"Data, Search Engines: Why the Net Won't Let You Forget"

"Data, Search Engines: Why the Net Won't Let You Forget"
by Viktor Mayer-Schönberger

"Stacy Snyder wanted to be a teacher. By spring 2006, the 25-year-old single mother of two had completed her coursework at Millersville University in Pennsylvania and was looking forward to her future career. Then her dream died. Summoned by university officials, she was told she would not be a teacher, although she had earned all the credits, passed all the exams and completed her practical training (much of it with honors). She was denied her certificate, she was told, because her behavior was unbecoming of a teacher.

Her behavior? An online photo showed her in costume wearing a pirate's hat and drinking from a plastic cup. She had put this photo on her MySpace web page, and captioned it "drunken pirate", for her friends to chuckle over. The university administration, alerted by an over-zealous teacher at the school where Stacy was interning, argued that the online photo was unprofessional since it might expose pupils to a photograph of a teacher drinking alcohol. Stacy considered taking the photo offline. But the damage was done. Her page had been catalogued by search engines, and her photo archived by web crawlers. The internet remembered what Stacy wanted to have forgotten.

Stacy later unsuccessfully sued her university. She claimed that putting the photo online was not unprofessional behaviour for a budding teacher. After all, the photo did not show the content of the plastic cup and even if it did, Stacy was old enough to drink alcohol at a private party. This case, however, is not about the validity of the university's decision to deny Stacy her certificate. It is about something much more important. It is about the importance of forgetting.

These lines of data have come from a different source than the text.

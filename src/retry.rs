//! A [`Sink`] wrapper that retries downstream dispatch failures according
//! to a pluggable [`RetryStrategy`], until the strategy itself decides an
//! entry should be dropped.

use crate::entry::Entry;
use crate::error::{ConfigError, SinkError};
use crate::sink::{CloseNotifier, ClosedSignal, Context, Sink};
use crate::sleeper::{Sleeper, TokioSleeper};
use crate::strategy::RetryStrategy;
use async_trait::async_trait;
use std::sync::atomic::{AtomicBool, Ordering};
use std::sync::Arc;

type DropHandler = Arc<dyn Fn(Entry, SinkError) + Send + Sync>;

fn noop_drop_handler() -> DropHandler {
    Arc::new(|_, _| {})
}

/// Builder for [`RetrySink`].
pub struct RetrySinkBuilder {
    sleeper: Arc<dyn Sleeper>,
    drop_handler: DropHandler,
}

impl RetrySinkBuilder {
    fn new() -> Self {
        Self { sleeper: Arc::new(TokioSleeper), drop_handler: noop_drop_handler() }
    }

    pub fn sleeper(mut self, sleeper: Arc<dyn Sleeper>) -> Self {
        self.sleeper = sleeper;
        self
    }

    /// Callback invoked exactly once per entry the configured strategy
    /// decides to give up on.
    pub fn drop_handler(mut self, handler: impl Fn(Entry, SinkError) + Send + Sync + 'static) -> Self {
        self.drop_handler = Arc::new(handler);
        self
    }

    pub fn build(
        self,
        strategy: Arc<dyn RetryStrategy>,
        downstream: Arc<dyn Sink>,
    ) -> Result<RetrySink, ConfigError> {
        let (notifier, closed_rx) = CloseNotifier::new();
        Ok(RetrySink {
            strategy,
            downstream,
            sleeper: self.sleeper,
            drop_handler: self.drop_handler,
            notifier,
            closed_rx,
            closed: AtomicBool::new(false),
        })
    }
}

impl Default for RetrySinkBuilder {
    fn default() -> Self {
        Self::new()
    }
}

/// Wraps a downstream [`Sink`], retrying failed `log()` calls as directed
/// by the configured [`RetryStrategy`] until it signals the entry should be
/// dropped, at which point `drop_handler` is invoked and `log()` returns
/// `Ok(())` — the entry is swallowed, not surfaced as a caller-visible
/// failure.
pub struct RetrySink {
    strategy: Arc<dyn RetryStrategy>,
    downstream: Arc<dyn Sink>,
    sleeper: Arc<dyn Sleeper>,
    drop_handler: DropHandler,
    notifier: CloseNotifier,
    closed_rx: tokio::sync::watch::Receiver<bool>,
    closed: AtomicBool,
}

impl RetrySink {
    pub fn builder() -> RetrySinkBuilder {
        RetrySinkBuilder::new()
    }
}

#[async_trait]
impl Sink for RetrySink {
    async fn log(&self, ctx: &Context, entry: Entry) -> Result<(), SinkError> {
        if self.closed.load(Ordering::Acquire) {
            return Err(SinkError::Closed);
        }

        loop {
            let wait = self.strategy.proceed(&entry);
            if wait > std::time::Duration::ZERO {
                let mut closed = self.closed_signal();
                tokio::select! {
                    _ = self.sleeper.sleep(wait) => {}
                    _ = closed.wait() => return Err(SinkError::Closed),
                }
            }

            match self.downstream.log(ctx, entry.clone()).await {
                Ok(()) => {
                    self.strategy.on_success(&entry);
                    return Ok(());
                }
                Err(err) => {
                    if self.strategy.on_failure(&entry, &err) {
                        tracing::warn!(error = %err, "retry sink: strategy dropped entry");
                        (self.drop_handler)(entry, err);
                        return Ok(());
                    }
                    tracing::debug!(error = %err, "retry sink: retrying after failure");
                }
            }
        }
    }

    async fn close(&self) -> Result<(), SinkError> {
        if self.closed.swap(true, Ordering::AcqRel) {
            return Ok(());
        }
        self.downstream.close().await?;
        self.notifier.notify_closed();
        Ok(())
    }

    fn closed_signal(&self) -> ClosedSignal {
        ClosedSignal::new(self.closed_rx.clone())
    }

    fn is_closed(&self) -> bool {
        self.closed.load(Ordering::Acquire)
    }
}

#[cfg(test)]
mod tests {
    use super::*;
    use crate::sinks::memory::MemorySink;
    use crate::strategy::ExponentialBackoff;
    use std::sync::atomic::AtomicUsize;
    use std::time::Duration;

    struct FlakySink {
        fail_times: AtomicUsize,
        calls: AtomicUsize,
        memory: MemorySink,
    }

    #[async_trait]
    impl Sink for FlakySink {
        async fn log(&self, ctx: &Context, entry: Entry) -> Result<(), SinkError> {
            self.calls.fetch_add(1, Ordering::SeqCst);
            if self.fail_times.load(Ordering::SeqCst) > 0 {
                self.fail_times.fetch_sub(1, Ordering::SeqCst);
                return Err(SinkError::Dispatch("transient".to_string()));
            }
            self.memory.log(ctx, entry).await
        }

        async fn close(&self) -> Result<(), SinkError> {
            self.memory.close().await
        }

        fn closed_signal(&self) -> crate::sink::ClosedSignal {
            self.memory.closed_signal()
        }

        fn is_closed(&self) -> bool {
            self.memory.is_closed()
        }
    }

    #[tokio::test]
    async fn retries_until_success() {
        let flaky = Arc::new(FlakySink {
            fail_times: AtomicUsize::new(2),
            calls: AtomicUsize::new(0),
            memory: MemorySink::new(),
        });
        let strategy: Arc<dyn RetryStrategy> =
            Arc::new(ExponentialBackoff::builder().base(Duration::ZERO).build().unwrap());
        let retry = RetrySink::builder()
            .sleeper(Arc::new(crate::sleeper::InstantSleeper))
            .build(strategy, flaky.clone())
            .unwrap();

        let entry = Entry::builder("user", "action", "module").build().unwrap();
        retry.log(&Context::new(), entry).await.unwrap();
        assert_eq!(flaky.calls.load(Ordering::SeqCst), 3);
    }

    #[tokio::test]
    async fn drop_handler_invoked_when_strategy_gives_up() {
        let flaky = Arc::new(FlakySink {
            fail_times: AtomicUsize::new(100),
            calls: AtomicUsize::new(0),
            memory: MemorySink::new(),
        });

        struct GiveUpAfterTwo {
            failures: AtomicUsize,
        }
        impl RetryStrategy for GiveUpAfterTwo {
            fn proceed(&self, _entry: &Entry) -> Duration {
                Duration::ZERO
            }
            fn on_success(&self, _entry: &Entry) {}
            fn on_failure(&self, _entry: &Entry, _err: &SinkError) -> bool {
                self.failures.fetch_add(1, Ordering::SeqCst) + 1 >= 2
            }
        }

        let strategy: Arc<dyn RetryStrategy> = Arc::new(GiveUpAfterTwo { failures: AtomicUsize::new(0) });
        let dropped = Arc::new(AtomicUsize::new(0));
        let counter = dropped.clone();
        let retry = RetrySink::builder()
            .sleeper(Arc::new(crate::sleeper::InstantSleeper))
            .drop_handler(move |_entry, _err| {
                counter.fetch_add(1, Ordering::SeqCst);
            })
            .build(strategy, flaky.clone())
            .unwrap();

        let entry = Entry::builder("user", "action", "module").build().unwrap();
        let result = retry.log(&Context::new(), entry).await;
        assert!(result.is_ok());
        assert_eq!(dropped.load(Ordering::SeqCst), 1);
        assert_eq!(flaky.calls.load(Ordering::SeqCst), 2);
    }

    #[tokio::test]
    async fn closed_signal_wins_race_over_backoff_wait() {
        struct NeverSucceeds;
        #[async_trait]
        impl Sink for NeverSucceeds {
            async fn log(&self, _ctx: &Context, _entry: Entry) -> Result<(), SinkError> {
                Err(SinkError::Dispatch("down".to_string()))
            }
            async fn close(&self) -> Result<(), SinkError> {
                Ok(())
            }
            fn closed_signal(&self) -> crate::sink::ClosedSignal {
                unreachable!("retry sink owns its own closed signal")
            }
            fn is_closed(&self) -> bool {
                false
            }
        }

        struct AlwaysWaits;
        impl RetryStrategy for AlwaysWaits {
            fn proceed(&self, _entry: &Entry) -> Duration {
                Duration::from_secs(3600)
            }
            fn on_success(&self, _entry: &Entry) {}
            fn on_failure(&self, _entry: &Entry, _err: &SinkError) -> bool {
                false
            }
        }

        let strategy: Arc<dyn RetryStrategy> = Arc::new(AlwaysWaits);
        let retry = Arc::new(
            RetrySink::builder()
                .sleeper(Arc::new(TokioSleeper))
                .build(strategy, Arc::new(NeverSucceeds))
                .unwrap(),
        );

        let r2 = retry.clone();
        let handle = tokio::spawn(async move {
            let entry = Entry::builder("user", "action", "module").build().unwrap();
            r2.log(&Context::new(), entry).await
        });

        tokio::task::yield_now().await;
        retry.close().await.unwrap();

        let result = handle.await.unwrap();
        assert!(matches!(result, Err(SinkError::Closed)));
    }

    #[tokio::test]
    async fn close_is_idempotent_and_delegates_downstream() {
        let memory = Arc::new(MemorySink::new());
        let strategy: Arc<dyn RetryStrategy> = Arc::new(ExponentialBackoff::builder().build().unwrap());
        let retry = RetrySink::builder().build(strategy, memory.clone()).unwrap();
        retry.close().await.unwrap();
        retry.close().await.unwrap();
        assert!(memory.is_closed());
    }
}
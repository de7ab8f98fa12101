//! A sink that drops every entry. Useful as a downstream default or in
//! tests where dispatch itself isn't under test.

use crate::entry::Entry;
use crate::error::SinkError;
use crate::sink::{CloseNotifier, ClosedSignal, Context, Sink};
use async_trait::async_trait;
use std::sync::atomic::{AtomicBool, Ordering};

pub struct DiscardSink {
    notifier: CloseNotifier,
    closed_rx: tokio::sync::watch::Receiver<bool>,
    closed: AtomicBool,
}

impl DiscardSink {
    pub fn new() -> Self {
        let (notifier, closed_rx) = CloseNotifier::new();
        Self { notifier, closed_rx, closed: AtomicBool::new(false) }
    }
}

impl Default for DiscardSink {
    fn default() -> Self {
        Self::new()
    }
}

#[async_trait]
impl Sink for DiscardSink {
    async fn log(&self, _ctx: &Context, _entry: Entry) -> Result<(), SinkError> {
        if self.closed.load(Ordering::Acquire) {
            return Err(SinkError::Closed);
        }
        Ok(())
    }

    async fn close(&self) -> Result<(), SinkError> {
        if !self.closed.swap(true, Ordering::AcqRel) {
            self.notifier.notify_closed();
        }
        Ok(())
    }

    fn closed_signal(&self) -> ClosedSignal {
        ClosedSignal::new(self.closed_rx.clone())
    }

    fn is_closed(&self) -> bool {
        self.closed.load(Ordering::Acquire)
    }
}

Since the beginning of time, for us humans, forgetting has been the norm and remembering the exception. Today, because of digital technology and global networks, this balance has shifted. Forgetting has become the exception and remembering the default. The potential consequences are enormous.

Stacy Snyder's case is not exceptional. Dozens of cases of profound embarrassment, and even legal action, have occurred since then - from the lawyer who cannot get the internet to forget an article in a student newspaper more than a decade ago to a young British woman who lost her job because she mentioned on Facebook that it was "boring". Worldwide, perhaps 600 million people have pages on social networking sites. Disclosing one's information - through Facebook or MySpace entries, blogs, photos, networks of "links" or "friends", content preferences, "geo-tagging" or "tweets" - has become deeply embedded into youth culture. As these young people grow older, and more adults adopt similar traits, Stacy Snyder's case will become paradigmatic, not just for a generation, but for society as a whole.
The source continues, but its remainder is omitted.